## [Records for the exercise]
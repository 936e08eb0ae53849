//! Log level definitions
//!
//! Levels are ordered by verbosity: a higher rank is more verbose. A call is
//! emitted when its level's rank does not exceed the configured threshold's
//! rank. `Sql`, `Gin` and `Start` are marker levels: they are never gated,
//! whatever the threshold, including a threshold set to a marker level.

use colored::Color;
use serde::{Deserialize, Deserializer, Serialize, Serializer};
use std::convert::Infallible;
use std::fmt;
use std::str::FromStr;

#[derive(Debug, Clone, Copy, PartialEq, Eq, PartialOrd, Ord, Hash, Default)]
pub enum LogLevel {
    /// SQL statement lines handed over by a database layer
    Sql = 0,
    /// HTTP framework access lines
    Gin = 1,
    /// Service start/stop markers
    Start = 2,
    Panic = 3,
    Fatal = 4,
    Error = 5,
    Warn = 6,
    Info = 7,
    Debug = 8,
    #[default]
    Trace = 9,
}

impl LogLevel {
    /// Every level, lowest rank first
    pub const ALL: [LogLevel; 10] = [
        LogLevel::Sql,
        LogLevel::Gin,
        LogLevel::Start,
        LogLevel::Panic,
        LogLevel::Fatal,
        LogLevel::Error,
        LogLevel::Warn,
        LogLevel::Info,
        LogLevel::Debug,
        LogLevel::Trace,
    ];

    /// Fixed-width (5 character) label used in plain output
    pub fn label(&self) -> &'static str {
        match self {
            LogLevel::Sql => "SQL  ",
            LogLevel::Gin => "GIN  ",
            LogLevel::Start => "Start",
            LogLevel::Panic => "Panic",
            LogLevel::Fatal => "Fatal",
            LogLevel::Error => "Error",
            LogLevel::Warn => "Warn ",
            LogLevel::Info => "Info ",
            LogLevel::Debug => "Debug",
            LogLevel::Trace => "Trace",
        }
    }

    /// Lowercase, unpadded name used in JSON records
    pub fn name(&self) -> &'static str {
        match self {
            LogLevel::Sql => "sql",
            LogLevel::Gin => "gin",
            LogLevel::Start => "start",
            LogLevel::Panic => "panic",
            LogLevel::Fatal => "fatal",
            LogLevel::Error => "error",
            LogLevel::Warn => "warn",
            LogLevel::Info => "info",
            LogLevel::Debug => "debug",
            LogLevel::Trace => "trace",
        }
    }

    #[inline]
    pub fn rank(&self) -> u8 {
        *self as u8
    }

    /// Inverse of [`rank`](Self::rank); out-of-range ranks saturate to `Trace`
    pub fn from_rank(rank: u8) -> Self {
        LogLevel::ALL
            .get(usize::from(rank))
            .copied()
            .unwrap_or(LogLevel::Trace)
    }

    /// `Sql`, `Gin` and `Start`: lines that bypass the level gate
    #[inline]
    pub fn is_marker(&self) -> bool {
        matches!(self, LogLevel::Sql | LogLevel::Gin | LogLevel::Start)
    }

    /// Whether a call at this level passes a gate set to `threshold`
    #[inline]
    pub fn is_enabled_at(&self, threshold: LogLevel) -> bool {
        self.is_marker() || self.rank() <= threshold.rank()
    }

    /// Parse a level from free-form text.
    ///
    /// Case-insensitive, all spaces removed. Unknown text (including the
    /// empty string) yields the most verbose level, `Trace`.
    pub fn parse(text: &str) -> Self {
        let normalized: String = text
            .chars()
            .filter(|c| !c.is_whitespace())
            .flat_map(char::to_lowercase)
            .collect();

        match normalized.as_str() {
            "sql" => LogLevel::Sql,
            "gin" => LogLevel::Gin,
            "start" => LogLevel::Start,
            "panic" => LogLevel::Panic,
            "fatal" => LogLevel::Fatal,
            "error" => LogLevel::Error,
            "warn" | "warning" => LogLevel::Warn,
            "info" => LogLevel::Info,
            "debug" => LogLevel::Debug,
            _ => LogLevel::Trace,
        }
    }

    /// Label color in colored plain output, `None` for uncolored labels
    pub fn color(&self) -> Option<Color> {
        match self {
            LogLevel::Sql | LogLevel::Gin | LogLevel::Trace => Some(Color::Blue),
            LogLevel::Start => Some(Color::Green),
            LogLevel::Debug => Some(Color::Magenta),
            LogLevel::Warn => Some(Color::Yellow),
            LogLevel::Error => Some(Color::Red),
            LogLevel::Panic | LogLevel::Fatal | LogLevel::Info => None,
        }
    }
}

impl fmt::Display for LogLevel {
    fn fmt(&self, f: &mut fmt::Formatter<'_>) -> fmt::Result {
        f.write_str(self.label())
    }
}

impl FromStr for LogLevel {
    type Err = Infallible;

    fn from_str(s: &str) -> Result<Self, Self::Err> {
        Ok(LogLevel::parse(s))
    }
}

impl Serialize for LogLevel {
    fn serialize<S: Serializer>(&self, serializer: S) -> Result<S::Ok, S::Error> {
        serializer.serialize_str(self.name())
    }
}

impl<'de> Deserialize<'de> for LogLevel {
    fn deserialize<D: Deserializer<'de>>(deserializer: D) -> Result<Self, D::Error> {
        let text = String::deserialize(deserializer)?;
        Ok(LogLevel::parse(&text))
    }
}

## [Exercise prompt]
Each line in the records that carries "FromStr" must be copied out.

## [Exercise solution]
use std::str::FromStr;
impl FromStr for LogLevel {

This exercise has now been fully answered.